▼
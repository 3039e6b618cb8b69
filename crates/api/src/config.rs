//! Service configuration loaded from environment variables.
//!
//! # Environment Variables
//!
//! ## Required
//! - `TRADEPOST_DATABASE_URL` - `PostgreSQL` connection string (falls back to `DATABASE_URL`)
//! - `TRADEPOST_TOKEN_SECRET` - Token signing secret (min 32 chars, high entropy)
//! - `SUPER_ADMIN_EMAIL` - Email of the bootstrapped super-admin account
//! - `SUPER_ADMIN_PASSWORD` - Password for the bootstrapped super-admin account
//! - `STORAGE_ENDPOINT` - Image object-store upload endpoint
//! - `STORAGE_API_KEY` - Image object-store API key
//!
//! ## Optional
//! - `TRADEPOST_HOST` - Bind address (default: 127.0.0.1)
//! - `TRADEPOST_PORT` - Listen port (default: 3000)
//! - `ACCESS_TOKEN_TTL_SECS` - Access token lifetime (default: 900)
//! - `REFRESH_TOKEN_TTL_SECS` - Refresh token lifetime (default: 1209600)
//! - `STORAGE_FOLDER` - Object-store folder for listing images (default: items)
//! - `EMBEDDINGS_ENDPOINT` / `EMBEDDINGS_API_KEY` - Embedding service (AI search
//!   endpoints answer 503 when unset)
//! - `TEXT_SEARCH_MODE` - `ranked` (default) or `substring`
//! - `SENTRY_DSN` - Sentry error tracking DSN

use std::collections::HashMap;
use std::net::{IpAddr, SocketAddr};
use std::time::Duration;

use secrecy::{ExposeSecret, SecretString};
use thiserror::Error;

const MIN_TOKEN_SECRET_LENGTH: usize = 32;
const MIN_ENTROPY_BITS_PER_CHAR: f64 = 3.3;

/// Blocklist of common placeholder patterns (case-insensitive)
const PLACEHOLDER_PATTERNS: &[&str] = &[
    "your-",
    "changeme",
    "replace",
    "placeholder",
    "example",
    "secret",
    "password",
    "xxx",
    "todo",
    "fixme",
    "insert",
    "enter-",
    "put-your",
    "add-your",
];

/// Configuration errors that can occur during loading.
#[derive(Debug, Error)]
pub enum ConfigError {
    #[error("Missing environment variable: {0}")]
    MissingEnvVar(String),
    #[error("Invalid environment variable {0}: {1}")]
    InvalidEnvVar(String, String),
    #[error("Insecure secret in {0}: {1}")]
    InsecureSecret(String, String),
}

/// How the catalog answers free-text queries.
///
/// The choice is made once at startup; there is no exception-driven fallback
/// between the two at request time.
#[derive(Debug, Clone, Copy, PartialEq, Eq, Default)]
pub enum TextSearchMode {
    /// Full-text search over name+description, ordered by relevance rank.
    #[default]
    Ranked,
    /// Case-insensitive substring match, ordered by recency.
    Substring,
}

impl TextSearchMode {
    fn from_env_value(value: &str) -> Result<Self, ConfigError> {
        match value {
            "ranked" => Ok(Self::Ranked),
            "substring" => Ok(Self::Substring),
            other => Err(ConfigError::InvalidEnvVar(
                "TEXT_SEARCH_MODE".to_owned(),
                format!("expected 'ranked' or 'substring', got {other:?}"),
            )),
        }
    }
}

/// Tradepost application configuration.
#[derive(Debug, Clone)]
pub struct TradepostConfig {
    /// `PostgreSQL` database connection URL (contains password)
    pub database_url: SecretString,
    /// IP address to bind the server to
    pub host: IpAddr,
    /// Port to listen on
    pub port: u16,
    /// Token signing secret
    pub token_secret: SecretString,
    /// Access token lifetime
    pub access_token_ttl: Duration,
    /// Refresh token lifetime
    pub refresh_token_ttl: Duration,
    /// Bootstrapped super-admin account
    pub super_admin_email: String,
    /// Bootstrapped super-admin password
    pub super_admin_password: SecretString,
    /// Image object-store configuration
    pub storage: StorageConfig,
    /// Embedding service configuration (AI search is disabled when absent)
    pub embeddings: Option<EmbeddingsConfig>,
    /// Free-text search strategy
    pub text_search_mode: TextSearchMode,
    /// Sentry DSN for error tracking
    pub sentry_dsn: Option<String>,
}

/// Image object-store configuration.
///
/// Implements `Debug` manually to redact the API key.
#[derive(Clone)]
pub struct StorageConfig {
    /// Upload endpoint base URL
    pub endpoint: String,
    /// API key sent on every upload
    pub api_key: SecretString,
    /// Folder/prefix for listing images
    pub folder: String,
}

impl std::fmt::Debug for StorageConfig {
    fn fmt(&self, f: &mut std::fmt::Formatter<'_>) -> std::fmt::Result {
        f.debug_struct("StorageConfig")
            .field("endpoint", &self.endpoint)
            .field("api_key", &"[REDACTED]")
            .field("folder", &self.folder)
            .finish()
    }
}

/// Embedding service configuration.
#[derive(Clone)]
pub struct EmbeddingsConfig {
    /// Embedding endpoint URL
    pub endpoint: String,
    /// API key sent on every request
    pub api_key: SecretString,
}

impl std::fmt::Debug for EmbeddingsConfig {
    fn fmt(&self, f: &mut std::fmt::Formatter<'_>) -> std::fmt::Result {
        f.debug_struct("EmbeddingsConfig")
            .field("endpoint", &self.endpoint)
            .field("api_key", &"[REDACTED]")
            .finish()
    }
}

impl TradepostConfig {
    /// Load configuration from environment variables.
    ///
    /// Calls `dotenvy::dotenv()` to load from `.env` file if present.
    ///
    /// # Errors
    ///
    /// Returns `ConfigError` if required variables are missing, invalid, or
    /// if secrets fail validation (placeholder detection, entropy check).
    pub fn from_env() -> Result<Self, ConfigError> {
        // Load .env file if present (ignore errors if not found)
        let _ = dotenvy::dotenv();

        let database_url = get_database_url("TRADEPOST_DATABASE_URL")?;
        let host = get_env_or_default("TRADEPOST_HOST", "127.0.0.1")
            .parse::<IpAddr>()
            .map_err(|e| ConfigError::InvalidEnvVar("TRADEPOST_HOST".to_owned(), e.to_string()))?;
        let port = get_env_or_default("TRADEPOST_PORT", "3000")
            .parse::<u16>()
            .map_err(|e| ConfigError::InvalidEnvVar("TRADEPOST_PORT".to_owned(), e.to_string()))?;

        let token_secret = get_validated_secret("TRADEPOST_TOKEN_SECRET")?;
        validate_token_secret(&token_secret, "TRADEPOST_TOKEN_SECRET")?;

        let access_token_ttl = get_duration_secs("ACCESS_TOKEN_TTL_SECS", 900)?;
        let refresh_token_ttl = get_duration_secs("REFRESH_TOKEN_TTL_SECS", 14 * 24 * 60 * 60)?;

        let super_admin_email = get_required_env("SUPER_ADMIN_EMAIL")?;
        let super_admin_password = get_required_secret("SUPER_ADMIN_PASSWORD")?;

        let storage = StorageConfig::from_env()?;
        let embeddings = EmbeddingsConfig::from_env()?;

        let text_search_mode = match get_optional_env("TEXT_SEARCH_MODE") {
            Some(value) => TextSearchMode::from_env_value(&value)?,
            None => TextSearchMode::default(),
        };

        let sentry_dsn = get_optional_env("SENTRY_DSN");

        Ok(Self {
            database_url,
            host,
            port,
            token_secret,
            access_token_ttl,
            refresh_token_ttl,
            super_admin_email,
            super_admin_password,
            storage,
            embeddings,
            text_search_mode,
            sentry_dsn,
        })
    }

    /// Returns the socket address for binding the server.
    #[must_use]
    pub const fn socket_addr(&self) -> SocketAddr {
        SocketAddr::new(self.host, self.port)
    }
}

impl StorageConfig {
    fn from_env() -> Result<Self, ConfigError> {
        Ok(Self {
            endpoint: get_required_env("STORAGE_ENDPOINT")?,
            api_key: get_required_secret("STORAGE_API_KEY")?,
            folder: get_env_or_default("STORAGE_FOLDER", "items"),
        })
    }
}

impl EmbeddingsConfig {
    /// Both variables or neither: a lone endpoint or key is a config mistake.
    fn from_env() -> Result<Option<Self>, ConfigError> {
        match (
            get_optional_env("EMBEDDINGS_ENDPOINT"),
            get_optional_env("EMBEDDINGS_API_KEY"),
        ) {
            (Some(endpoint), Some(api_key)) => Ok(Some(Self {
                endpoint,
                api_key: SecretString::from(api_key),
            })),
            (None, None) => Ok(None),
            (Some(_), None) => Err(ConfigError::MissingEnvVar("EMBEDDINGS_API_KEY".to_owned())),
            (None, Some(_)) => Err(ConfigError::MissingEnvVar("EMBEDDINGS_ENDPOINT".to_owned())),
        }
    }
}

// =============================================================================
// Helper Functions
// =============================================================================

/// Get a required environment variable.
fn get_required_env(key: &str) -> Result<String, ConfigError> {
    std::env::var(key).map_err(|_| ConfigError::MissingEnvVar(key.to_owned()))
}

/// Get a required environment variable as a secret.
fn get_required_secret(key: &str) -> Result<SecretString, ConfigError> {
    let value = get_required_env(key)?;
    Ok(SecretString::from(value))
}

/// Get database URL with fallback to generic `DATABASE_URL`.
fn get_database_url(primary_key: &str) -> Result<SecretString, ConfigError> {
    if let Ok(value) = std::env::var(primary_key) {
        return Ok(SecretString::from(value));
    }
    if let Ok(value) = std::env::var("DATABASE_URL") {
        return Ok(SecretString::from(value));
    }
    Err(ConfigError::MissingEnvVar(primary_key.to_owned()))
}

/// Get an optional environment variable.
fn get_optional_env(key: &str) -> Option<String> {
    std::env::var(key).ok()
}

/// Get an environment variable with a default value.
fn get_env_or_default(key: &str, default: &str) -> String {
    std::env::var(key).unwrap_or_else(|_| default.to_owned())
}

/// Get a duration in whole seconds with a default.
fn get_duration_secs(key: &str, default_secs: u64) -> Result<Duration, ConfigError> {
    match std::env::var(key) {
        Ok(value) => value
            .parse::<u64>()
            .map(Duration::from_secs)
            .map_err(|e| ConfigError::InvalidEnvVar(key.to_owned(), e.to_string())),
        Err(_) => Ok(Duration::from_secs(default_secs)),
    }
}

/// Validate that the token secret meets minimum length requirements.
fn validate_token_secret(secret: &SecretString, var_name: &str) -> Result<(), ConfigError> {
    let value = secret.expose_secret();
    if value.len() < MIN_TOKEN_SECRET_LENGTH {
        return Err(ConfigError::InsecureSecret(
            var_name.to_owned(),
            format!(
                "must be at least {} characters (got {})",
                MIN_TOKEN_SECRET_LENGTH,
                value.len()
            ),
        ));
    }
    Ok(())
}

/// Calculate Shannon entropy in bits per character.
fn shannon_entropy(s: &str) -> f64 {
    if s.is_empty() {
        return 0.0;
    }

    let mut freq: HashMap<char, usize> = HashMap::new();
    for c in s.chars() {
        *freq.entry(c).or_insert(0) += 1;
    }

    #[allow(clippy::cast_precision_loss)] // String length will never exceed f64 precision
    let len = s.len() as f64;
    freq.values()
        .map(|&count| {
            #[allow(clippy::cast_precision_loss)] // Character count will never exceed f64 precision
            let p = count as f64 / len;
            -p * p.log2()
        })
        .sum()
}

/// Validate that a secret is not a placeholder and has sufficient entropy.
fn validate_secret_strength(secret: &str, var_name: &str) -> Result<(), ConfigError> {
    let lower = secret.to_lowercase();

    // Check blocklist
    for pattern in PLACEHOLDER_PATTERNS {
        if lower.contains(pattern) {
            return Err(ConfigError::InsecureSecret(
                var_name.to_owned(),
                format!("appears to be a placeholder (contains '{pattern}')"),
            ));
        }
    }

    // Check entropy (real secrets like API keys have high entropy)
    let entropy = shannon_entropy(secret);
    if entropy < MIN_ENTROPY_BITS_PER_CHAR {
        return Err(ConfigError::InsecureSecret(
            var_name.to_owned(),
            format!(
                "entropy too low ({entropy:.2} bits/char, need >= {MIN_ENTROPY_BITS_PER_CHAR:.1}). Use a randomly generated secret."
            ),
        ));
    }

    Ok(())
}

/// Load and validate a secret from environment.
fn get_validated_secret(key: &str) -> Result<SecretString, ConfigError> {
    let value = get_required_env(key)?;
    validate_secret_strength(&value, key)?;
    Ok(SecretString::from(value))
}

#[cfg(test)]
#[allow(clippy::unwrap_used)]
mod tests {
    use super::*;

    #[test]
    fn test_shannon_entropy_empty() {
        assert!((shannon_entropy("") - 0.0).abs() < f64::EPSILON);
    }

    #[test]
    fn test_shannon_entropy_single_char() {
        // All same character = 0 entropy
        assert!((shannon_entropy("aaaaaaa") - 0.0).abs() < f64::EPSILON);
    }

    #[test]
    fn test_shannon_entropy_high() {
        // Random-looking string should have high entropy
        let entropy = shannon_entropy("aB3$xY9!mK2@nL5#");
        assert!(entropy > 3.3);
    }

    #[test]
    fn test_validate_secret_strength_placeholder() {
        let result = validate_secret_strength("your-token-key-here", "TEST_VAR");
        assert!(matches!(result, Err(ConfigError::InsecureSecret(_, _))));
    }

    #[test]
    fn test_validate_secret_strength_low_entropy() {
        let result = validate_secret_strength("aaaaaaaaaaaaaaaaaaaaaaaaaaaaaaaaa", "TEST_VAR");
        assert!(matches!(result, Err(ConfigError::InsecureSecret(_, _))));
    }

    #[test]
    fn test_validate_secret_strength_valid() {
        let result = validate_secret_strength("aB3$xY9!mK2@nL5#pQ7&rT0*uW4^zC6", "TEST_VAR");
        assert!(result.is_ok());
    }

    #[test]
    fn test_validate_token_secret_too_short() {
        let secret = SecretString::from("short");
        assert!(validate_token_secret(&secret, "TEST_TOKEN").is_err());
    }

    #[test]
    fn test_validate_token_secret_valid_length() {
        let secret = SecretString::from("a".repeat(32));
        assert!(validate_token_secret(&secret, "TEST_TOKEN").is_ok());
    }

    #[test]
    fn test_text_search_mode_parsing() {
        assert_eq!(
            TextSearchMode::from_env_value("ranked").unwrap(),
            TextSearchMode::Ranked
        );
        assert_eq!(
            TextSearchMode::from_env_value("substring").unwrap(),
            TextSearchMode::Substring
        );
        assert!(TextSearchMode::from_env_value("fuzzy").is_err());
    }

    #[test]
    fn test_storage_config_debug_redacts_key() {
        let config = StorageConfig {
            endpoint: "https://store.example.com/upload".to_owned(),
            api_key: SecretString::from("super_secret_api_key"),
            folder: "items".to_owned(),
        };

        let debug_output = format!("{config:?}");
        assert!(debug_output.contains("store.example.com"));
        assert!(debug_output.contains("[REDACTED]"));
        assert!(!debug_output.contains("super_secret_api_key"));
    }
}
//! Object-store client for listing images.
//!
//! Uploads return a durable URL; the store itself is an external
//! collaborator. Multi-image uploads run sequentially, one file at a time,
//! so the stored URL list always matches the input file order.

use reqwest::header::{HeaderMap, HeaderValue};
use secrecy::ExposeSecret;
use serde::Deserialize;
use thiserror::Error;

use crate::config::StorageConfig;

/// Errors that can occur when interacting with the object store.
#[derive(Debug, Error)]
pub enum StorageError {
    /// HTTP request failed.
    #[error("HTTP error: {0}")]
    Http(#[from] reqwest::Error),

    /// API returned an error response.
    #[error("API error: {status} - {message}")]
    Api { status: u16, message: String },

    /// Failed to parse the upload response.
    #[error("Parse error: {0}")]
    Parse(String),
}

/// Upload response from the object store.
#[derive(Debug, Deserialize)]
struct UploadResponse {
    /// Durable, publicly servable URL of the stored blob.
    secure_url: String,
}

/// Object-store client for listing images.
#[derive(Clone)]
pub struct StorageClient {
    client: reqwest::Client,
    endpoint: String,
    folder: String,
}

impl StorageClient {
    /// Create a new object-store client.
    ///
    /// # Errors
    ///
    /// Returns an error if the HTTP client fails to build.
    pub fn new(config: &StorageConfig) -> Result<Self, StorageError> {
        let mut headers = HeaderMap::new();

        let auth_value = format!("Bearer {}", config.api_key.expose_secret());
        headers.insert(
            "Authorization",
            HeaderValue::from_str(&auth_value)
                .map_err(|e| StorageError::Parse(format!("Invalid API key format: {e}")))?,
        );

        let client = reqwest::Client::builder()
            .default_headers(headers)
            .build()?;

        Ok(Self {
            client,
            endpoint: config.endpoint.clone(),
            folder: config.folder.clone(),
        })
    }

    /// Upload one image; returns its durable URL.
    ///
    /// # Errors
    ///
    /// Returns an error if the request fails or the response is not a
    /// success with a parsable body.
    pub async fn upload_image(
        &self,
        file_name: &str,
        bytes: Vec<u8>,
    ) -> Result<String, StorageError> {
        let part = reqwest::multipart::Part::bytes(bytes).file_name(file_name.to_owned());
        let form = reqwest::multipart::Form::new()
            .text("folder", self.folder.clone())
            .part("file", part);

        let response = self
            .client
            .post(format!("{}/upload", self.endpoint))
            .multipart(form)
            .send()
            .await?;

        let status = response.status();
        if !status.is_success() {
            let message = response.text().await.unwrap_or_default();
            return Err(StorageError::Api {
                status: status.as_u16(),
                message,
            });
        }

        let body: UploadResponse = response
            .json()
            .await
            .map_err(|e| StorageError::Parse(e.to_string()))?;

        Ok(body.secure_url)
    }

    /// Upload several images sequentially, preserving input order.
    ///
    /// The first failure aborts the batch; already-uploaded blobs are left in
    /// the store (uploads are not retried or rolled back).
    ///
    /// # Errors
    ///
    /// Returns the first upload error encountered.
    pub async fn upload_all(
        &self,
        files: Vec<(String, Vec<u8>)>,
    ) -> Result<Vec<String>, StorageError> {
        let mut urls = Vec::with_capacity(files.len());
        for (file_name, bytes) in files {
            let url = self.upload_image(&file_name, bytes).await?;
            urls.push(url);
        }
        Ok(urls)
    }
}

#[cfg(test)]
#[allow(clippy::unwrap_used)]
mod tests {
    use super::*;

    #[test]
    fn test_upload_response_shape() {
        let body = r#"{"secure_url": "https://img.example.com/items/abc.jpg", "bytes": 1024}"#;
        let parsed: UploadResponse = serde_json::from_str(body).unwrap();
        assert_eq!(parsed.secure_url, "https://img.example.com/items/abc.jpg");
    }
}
▲
Lines in the listing that include the word "server": how many are there? Give the number alone.

2